There is no statistical control to differentiate between students who have built schema around the question (have familiarity with the passage or poem, or the historical event, etc.) and who answer the question correctly based on that background knowledge, but who may not be proficient in the standard being assessed, and those who have a decent grasp on the standard being assessed, but had no schema built around the question and therefore did not answer correctly.
A pre- and post- test with exactly the same questions risks "practice effects." Completely different tests risks many of the above issues being present in one test and not another, and any difference in score may be explained by reasons beyond proficiency in the standard.

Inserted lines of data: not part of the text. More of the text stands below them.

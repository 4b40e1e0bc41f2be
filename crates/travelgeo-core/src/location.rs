// SPDX-License-Identifier: MIT
// Copyright (c) 2026 StarTuz

//! Deciding whether two places denote the same location.

use crate::coord::Coordinate;
use travelgeo_text::strip_diacritics;

#[derive(Debug, Clone, Copy, Default, PartialEq, Eq)]
pub enum PlaceKind {
    #[default]
    Generic,
    Airport,
}

#[derive(Debug, Clone, Copy, PartialEq, Eq)]
pub enum Accuracy {
    /// Under 100 m.
    Exact,
    /// Under 1 km, or 2 km when an airport is involved.
    WalkingDistance,
    /// Under 50 km.
    CityLevel,
}

/// A location as described by a travel document. Any field may be missing.
#[derive(Debug, Clone, Default, PartialEq)]
pub struct Place {
    pub name: String,
    pub coordinate: Coordinate,
    pub locality: Option<String>,
    pub street: Option<String>,
    pub kind: PlaceKind,
}

impl Place {
    pub fn named(name: impl Into<String>) -> Self {
        Self {
            name: name.into(),
            ..Self::default()
        }
    }

    pub fn at(coordinate: Coordinate) -> Self {
        Self {
            coordinate,
            ..Self::default()
        }
    }
}

fn non_empty(value: &Option<String>) -> Option<&str> {
    value.as_deref().filter(|s| !s.is_empty())
}

/// Replaces umlauts by their two letter spelling, then strips diacritics.
fn expand_umlauts(text: &str) -> String {
    let mut out = String::with_capacity(text.len());
    for c in text.chars() {
        match c {
            'ä' => out.push_str("ae"),
            'Ä' => out.push_str("Ae"),
            'ö' | 'ø' => out.push_str("oe"),
            'Ö' | 'Ø' => out.push_str("Oe"),
            'ü' => out.push_str("ue"),
            'Ü' => out.push_str("Ue"),
            _ => out.push(c),
        }
    }
    strip_diacritics(&out)
}

fn is_same_name(lhs: &str, rhs: &str) -> bool {
    if lhs.is_empty() || rhs.is_empty() {
        return false;
    }
    let fold = |s: &str| s.to_lowercase();
    if fold(lhs) == fold(rhs) {
        return true;
    }
    let lhs_variants = [fold(&strip_diacritics(lhs)), fold(&expand_umlauts(lhs))];
    let rhs_variants = [fold(&strip_diacritics(rhs)), fold(&expand_umlauts(rhs))];
    lhs_variants
        .iter()
        .any(|l| rhs_variants.iter().any(|r| l == r))
}

/// Compares by distance when both coordinates are known, else by address
/// when the left side has one, else by name.
pub fn is_same_location(lhs: &Place, rhs: &Place, accuracy: Accuracy) -> bool {
    if lhs.coordinate.is_valid() && rhs.coordinate.is_valid() {
        let d = lhs.coordinate.distance_m(&rhs.coordinate);
        let limit = match accuracy {
            Accuracy::Exact => 100.0,
            Accuracy::WalkingDistance
                if lhs.kind == PlaceKind::Airport || rhs.kind == PlaceKind::Airport =>
            {
                2000.0
            }
            Accuracy::WalkingDistance => 1000.0,
            Accuracy::CityLevel => 50_000.0,
        };
        return d < limit;
    }

    match accuracy {
        Accuracy::Exact | Accuracy::WalkingDistance => {
            if let (Some(street), Some(locality)) = (non_empty(&lhs.street), non_empty(&lhs.locality)) {
                return Some(street) == non_empty(&rhs.street)
                    && Some(locality) == non_empty(&rhs.locality);
            }
        }
        Accuracy::CityLevel => {
            if let Some(locality) = non_empty(&lhs.locality) {
                return Some(locality) == non_empty(&rhs.locality);
            }
        }
    }

    is_same_name(&lhs.name, &rhs.name)
}

/// True when travelling from `from` to `to` actually moves somewhere.
pub fn is_location_change(from: &Place, to: &Place) -> bool {
    !is_same_location(from, to, Accuracy::Exact)
}

#[cfg(test)]
mod tests {
    use super::*;

    fn txl() -> Place {
        Place {
            kind: PlaceKind::Airport,
            ..Place::at(Coordinate::new(52.5597, 13.2877))
        }
    }

    fn sxf() -> Place {
        Place {
            kind: PlaceKind::Airport,
            ..Place::at(Coordinate::new(52.3800, 13.5225))
        }
    }

    #[test]
    fn test_by_coordinate() {
        assert!(is_same_location(&txl(), &sxf(), Accuracy::CityLevel));
        assert!(!is_same_location(&txl(), &sxf(), Accuracy::Exact));
        assert!(is_same_location(&txl(), &txl(), Accuracy::Exact));
        assert!(!is_same_location(&txl(), &Place::default(), Accuracy::CityLevel));
        assert!(!is_same_location(&Place::default(), &sxf(), Accuracy::Exact));
    }

    #[test]
    fn test_walking_distance_airport_allowance() {
        let a = Place::at(Coordinate::new(52.0, 13.0));
        // about 1.5 km north
        let b = Place::at(Coordinate::new(52.0135, 13.0));
        assert!(!is_same_location(&a, &b, Accuracy::WalkingDistance));
        let airport = Place {
            kind: PlaceKind::Airport,
            ..b.clone()
        };
        assert!(is_same_location(&a, &airport, Accuracy::WalkingDistance));
    }

    #[test]
    fn test_by_address() {
        let berlin = |street: Option<&str>| Place {
            locality: Some("Berlin".into()),
            street: street.map(Into::into),
            ..Place::default()
        };
        let a = berlin(Some("Alexanderplatz 1"));
        let b = berlin(Some("Unter den Linden 5"));
        assert!(is_same_location(&a, &b, Accuracy::CityLevel));
        assert!(!is_same_location(&a, &b, Accuracy::Exact));
        assert!(is_same_location(&a, &a, Accuracy::Exact));
        assert!(!is_same_location(&a, &Place::default(), Accuracy::CityLevel));
        assert!(!is_same_location(&Place::default(), &a, Accuracy::CityLevel));
    }

    #[test]
    fn test_by_name() {
        let name = Place::named("Berlin Tegel Airport");
        assert!(is_same_location(&name, &name, Accuracy::Exact));
        assert!(!is_same_location(&Place::default(), &name, Accuracy::CityLevel));
        assert!(is_same_location(
            &Place::named("ZÜRICH HB"),
            &Place::named("Zürich HB"),
            Accuracy::Exact
        ));
        assert!(is_same_location(
            &Place::named("Zuerich HB"),
            &Place::named("Zürich HB"),
            Accuracy::Exact
        ));
        assert!(is_same_location(
            &Place::named("Zurich HB"),
            &Place::named("Zürich HB"),
            Accuracy::Exact
        ));
        assert!(!is_same_location(
            &Place::named("Zürich HB"),
            &Place::named("Zürich Flughafen"),
            Accuracy::Exact
        ));
    }

    #[test]
    fn test_location_change() {
        assert!(is_location_change(&txl(), &sxf()));
        assert!(!is_location_change(&txl(), &txl()));
        assert!(!is_location_change(&Place::named("Köln Hbf"), &Place::named("Koeln Hbf")));
    }
}
// SPDX-License-Identifier: MIT
// Copyright (c) 2026 StarTuz
//
// Pruning airport candidates of one flight endpoint using the other endpoint
// and the scheduled duration.

use travelgeo_core::leg::LegBounds;
use travelgeo_core::{resolve, Database, IataCode};

fn codes(list: &[&str]) -> Vec<IataCode> {
    list.iter().map(|c| IataCode::new(c)).collect()
}

fn prune(duration_secs: i64, anchors: &[&str], candidates: &[&str]) -> Vec<IataCode> {
    let mut set = codes(candidates);
    Database::global().prune_leg(&LegBounds::default(), duration_secs, &codes(anchors), &mut set);
    set
}

#[test]
fn test_one_hour_drops_intercontinental_candidate() {
    // CGN is about 50 km from DUS, SFO about 9000 km
    assert_eq!(prune(3600, &["DUS"], &["CGN", "SFO"]), codes(&["CGN"]));
}

#[test]
fn test_resolved_candidates_are_pruned() {
    let mut arrival = resolve("Francisco");
    assert_eq!(arrival, codes(&["OPO", "SFO"]));
    Database::global().prune_leg(&LegBounds::default(), 3600, &codes(&["LIS"]), &mut arrival);
    assert_eq!(arrival, codes(&["OPO"]));
}

#[test]
fn test_short_hop_lower_bound() {
    // 30 minutes: FRA itself is too close, Hahn is plausible
    assert_eq!(prune(1800, &["FRA"], &["FRA", "HHN"]), codes(&["HHN"]));
}

#[test]
fn test_all_plausible_candidates_survive() {
    let london = ["LCY", "LGW", "LHR", "LTN", "STN"];
    assert_eq!(prune(7 * 3600, &["JFK"], &london), codes(&london));
}

#[test]
fn test_insufficient_evidence() {
    assert_eq!(prune(3600, &[], &["CGN", "SFO"]), codes(&["CGN", "SFO"]));
    assert_eq!(prune(0, &["DUS"], &["CGN", "SFO"]), codes(&["CGN", "SFO"]));
    assert_eq!(prune(3600, &["DUS", "QQQ"], &["CGN", "SFO"]), codes(&["CGN", "SFO"]));
    assert_eq!(prune(3600, &["DUS"], &["SFO"]), codes(&["SFO"]));
}

#[test]
fn test_pruning_only_removes_and_is_idempotent() {
    let db = Database::global();
    let bounds = LegBounds::default();
    for (duration, anchors, candidates) in [
        (3600, vec!["DUS"], resolve("Paris")),
        (5400, vec!["MUC"], resolve("London")),
        (900, vec!["BER", "TXL"], resolve("Flughafen Berlin")),
        (40_000, vec!["SYD"], resolve("Milan")),
    ] {
        let anchors = codes(&anchors);
        let mut once = candidates.clone();
        db.prune_leg(&bounds, duration, &anchors, &mut once);
        assert!(once.iter().all(|c| candidates.contains(c)));
        let mut twice = once.clone();
        db.prune_leg(&bounds, duration, &anchors, &mut twice);
        assert_eq!(once, twice);
    }
}
// SPDX-License-Identifier: MIT
// Copyright (c) 2026 StarTuz

//! The compiled-in reference tables and every lookup over them.

use crate::airport::{AirportRecord, AirportTable, NameIndex, Resolver};
use crate::codes::{CountryId, IataCode, IbnrStationId, SncfStationId, UicStationId};
use crate::coord::Coordinate;
use crate::country::{CountryRecord, CountryTable};
use crate::leg::{prune_candidates, LegBounds};
use crate::station::{StationCode, StationRecord, StationTable};
use crate::timezone::{reconcile_timezone, SpatialIndex, TimezoneLookup, ZoneTable};
use crate::DataError;
use chrono::{DateTime, Utc};
use chrono_tz::Tz;
use rayon::prelude::*;
use std::sync::OnceLock;

const AIRPORTS_CSV: &str = include_str!("../data/airports.csv");
const UNIQUE_FRAGMENTS_CSV: &str = include_str!("../data/name_fragments_unique.csv");
const SHARED_FRAGMENTS_CSV: &str = include_str!("../data/name_fragments_shared.csv");
const COUNTRIES_JSON: &str = include_str!("../data/countries.json");
const TIMEZONES_CSV: &str = include_str!("../data/timezones.csv");
const TIMEZONE_INDEX_CSV: &str = include_str!("../data/timezone_index.csv");
const STATIONS_CSV: &str = include_str!("../data/stations.csv");

static DATABASE: OnceLock<Database> = OnceLock::new();

/// All reference tables. Immutable once loaded.
#[derive(Debug)]
pub struct Database {
    pub airports: AirportTable,
    pub airport_names: NameIndex,
    pub countries: CountryTable,
    pub zones: ZoneTable,
    pub spatial: SpatialIndex,
    pub stations: StationTable,
}

impl Database {
    /// Parses and validates the compiled-in tables.
    pub fn load() -> Result<Self, DataError> {
        let airports = AirportTable::from_csv(AIRPORTS_CSV)?;
        let airport_names =
            NameIndex::from_csv(UNIQUE_FRAGMENTS_CSV, SHARED_FRAGMENTS_CSV, &airports)?;
        let countries = CountryTable::from_json(COUNTRIES_JSON)?;
        let zones = ZoneTable::from_csv(TIMEZONES_CSV)?;
        let spatial = SpatialIndex::from_csv(TIMEZONE_INDEX_CSV)?;
        let stations = StationTable::from_csv(STATIONS_CSV, &countries)?;

        for airport in airports.iter() {
            if countries.get(airport.country).is_none() {
                log::warn!(
                    "data: airport country not in country table iata={} country={}",
                    airport.iata,
                    airport.country
                );
            }
        }
        log::info!(
            "data: loaded airports={} unique_fragments={} shared_fragments={} countries={} zones={} cells={} stations={}",
            airports.len(),
            airport_names.unique_len(),
            airport_names.shared_len(),
            countries.len(),
            zones.len(),
            spatial.len(),
            stations.len()
        );

        Ok(Self {
            airports,
            airport_names,
            countries,
            zones,
            spatial,
            stations,
        })
    }

    /// Process-wide instance, loaded on first use.
    pub fn global() -> &'static Database {
        DATABASE.get_or_init(|| Database::load().expect("Failed to parse compiled-in reference tables"))
    }

    pub fn airport_for(&self, code: IataCode) -> Option<&AirportRecord> {
        self.airports.get(code)
    }

    pub fn country_for(&self, id: CountryId) -> Option<&CountryRecord> {
        self.countries.get(id)
    }

    pub fn station_for(&self, code: StationCode) -> Option<&StationRecord> {
        self.stations.get(code)
    }

    pub fn station_for_ibnr(&self, id: IbnrStationId) -> Option<&StationRecord> {
        self.station_for(StationCode::Ibnr(id))
    }

    pub fn station_for_uic(&self, id: UicStationId) -> Option<&StationRecord> {
        self.station_for(StationCode::Uic(id))
    }

    pub fn station_for_sncf(&self, id: SncfStationId) -> Option<&StationRecord> {
        self.station_for(StationCode::Sncf(id))
    }

    pub fn resolver(&self) -> Resolver<'_> {
        Resolver::new(&self.airports, &self.airport_names)
    }

    pub fn resolve(&self, name: &str) -> Vec<IataCode> {
        self.resolver().resolve(name)
    }

    pub fn resolve_all<S: AsRef<str> + Sync>(&self, names: &[S]) -> Vec<Vec<IataCode>> {
        let resolver = self.resolver();
        names
            .par_iter()
            .map(|name| resolver.resolve(name.as_ref()))
            .collect()
    }

    pub fn timezone_for(&self, latitude: f64, longitude: f64) -> TimezoneLookup {
        self.spatial.lookup(latitude, longitude)
    }

    /// Country at a coordinate; `None` for ambiguous cells and shared zones.
    pub fn country_for_coordinate(&self, latitude: f64, longitude: f64) -> Option<CountryId> {
        let lookup = self.spatial.lookup(latitude, longitude);
        if lookup.ambiguous {
            return None;
        }
        lookup.timezone.and_then(|tz| self.zones.country_for(tz))
    }

    pub fn resolve_timezone(&self, latitude: f64, longitude: f64, country: CountryId) -> Option<Tz> {
        self.resolve_timezone_at(latitude, longitude, country, Utc::now())
    }

    /// [`Database::resolve_timezone`] with equivalence judged from `now`.
    pub fn resolve_timezone_at(
        &self,
        latitude: f64,
        longitude: f64,
        country: CountryId,
        now: DateTime<Utc>,
    ) -> Option<Tz> {
        reconcile_timezone(
            &self.spatial,
            &self.zones,
            &self.countries,
            latitude,
            longitude,
            country,
            now,
        )
    }

    pub fn country_for_uic_code(&self, code: u16) -> Option<CountryId> {
        self.countries.for_uic_code(code)
    }

    pub fn timezones_for_country(&self, country: CountryId) -> Vec<Tz> {
        self.zones.timezones_for(country)
    }

    pub fn country_for_timezone(&self, tz: Tz) -> Option<CountryId> {
        self.zones.country_for(tz)
    }

    pub fn coordinate_for_airport(&self, code: IataCode) -> Option<Coordinate> {
        self.airport_for(code)
            .map(|a| a.coordinate)
            .filter(Coordinate::is_valid)
    }

    pub fn country_for_airport(&self, code: IataCode) -> Option<CountryId> {
        self.airport_for(code).map(|a| a.country)
    }

    pub fn timezone_for_airport(&self, code: IataCode) -> Option<Tz> {
        let airport = self.airport_for(code)?;
        self.resolve_timezone(
            airport.coordinate.latitude,
            airport.coordinate.longitude,
            airport.country,
        )
    }

    /// Prunes `candidates` against `anchors`, see [`prune_candidates`].
    pub fn prune_leg(
        &self,
        bounds: &LegBounds,
        duration_secs: i64,
        anchors: &[IataCode],
        candidates: &mut Vec<IataCode>,
    ) {
        prune_candidates(&self.airports, bounds, duration_secs, anchors, candidates);
    }
}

There is no statistical control to differentiate between students learning the skills/content in the class being tested, or learning the skills/content in a different class, or learning them at home.
The results are compiled in a simple average. In my experience, all they do with the data is take the average, which is not a sophisticated or even helpful way to compile data.
The sample sizes are usually much too small to have significance, or sample size isn’t taken into account while using the data available.
The time between testing is usually much too short to be meaningful, and may not suggest much beyond a particular group of students’ ability to memorize in the short term for a test.
Baseline assessments favor a specific type of student, i.e., a student who is determined to learn material of which they have had no exposure. That is, bigger gains are given more credit, with the same credit going to students who already knew the material and therefore didn’t make as much gain as is given to students who knew nothing and demonstrated no learning on the post-assessment (for whatever the reason).
The stakes attached to the data are too high (I recommend the book The Tyranny of Metrics). I've known teachers who say to students "don't try on the first test", knowing the teacher’s evaluations depend on it. In fact, I’ve been encouraged to do the same, and students, who know the game, actually refused to put effort into a pre-test in my own class, even when I encouraged them (I don’t like the idea of telling students not to try, even on a test that I think is worthless). I don’t mean to make this seem diabolical - it’s perfectly predictable. The higher the stakes, the more likely there is going to be "gaming" across the board.
This doesn’t always happen, but to the extent we incorporate demographic information into the data, not a lot of care is taken with groupings, especially with black students and with immigrants. For example, a third generation Jamaican, a Tanzanian immigrant, and an American-born “African American”, would all be considered the same category of student due to their skin color, despite often dramatic differences in culture as well as in test results. Another example is grouping all “English Language Learners” into one category, despite any number of dramatic cultural and linguistic differences that may manifest within test scores.
I’m sure there are more pitfalls in the use of data in education. Like I said, I know enough to know that I don’t know.
And to be clear, I’m less worried about the existence of pitfalls - there is no avoiding some of them, and everything is a trade-off - and more concerned about what seems to me a near complete ignorance, or denial, that the pitfalls and trade-offs exist.
From my perspective, it looks as though a major American institution is playing make-believe, and using the results of their fantasies to drive curriculum and instruction.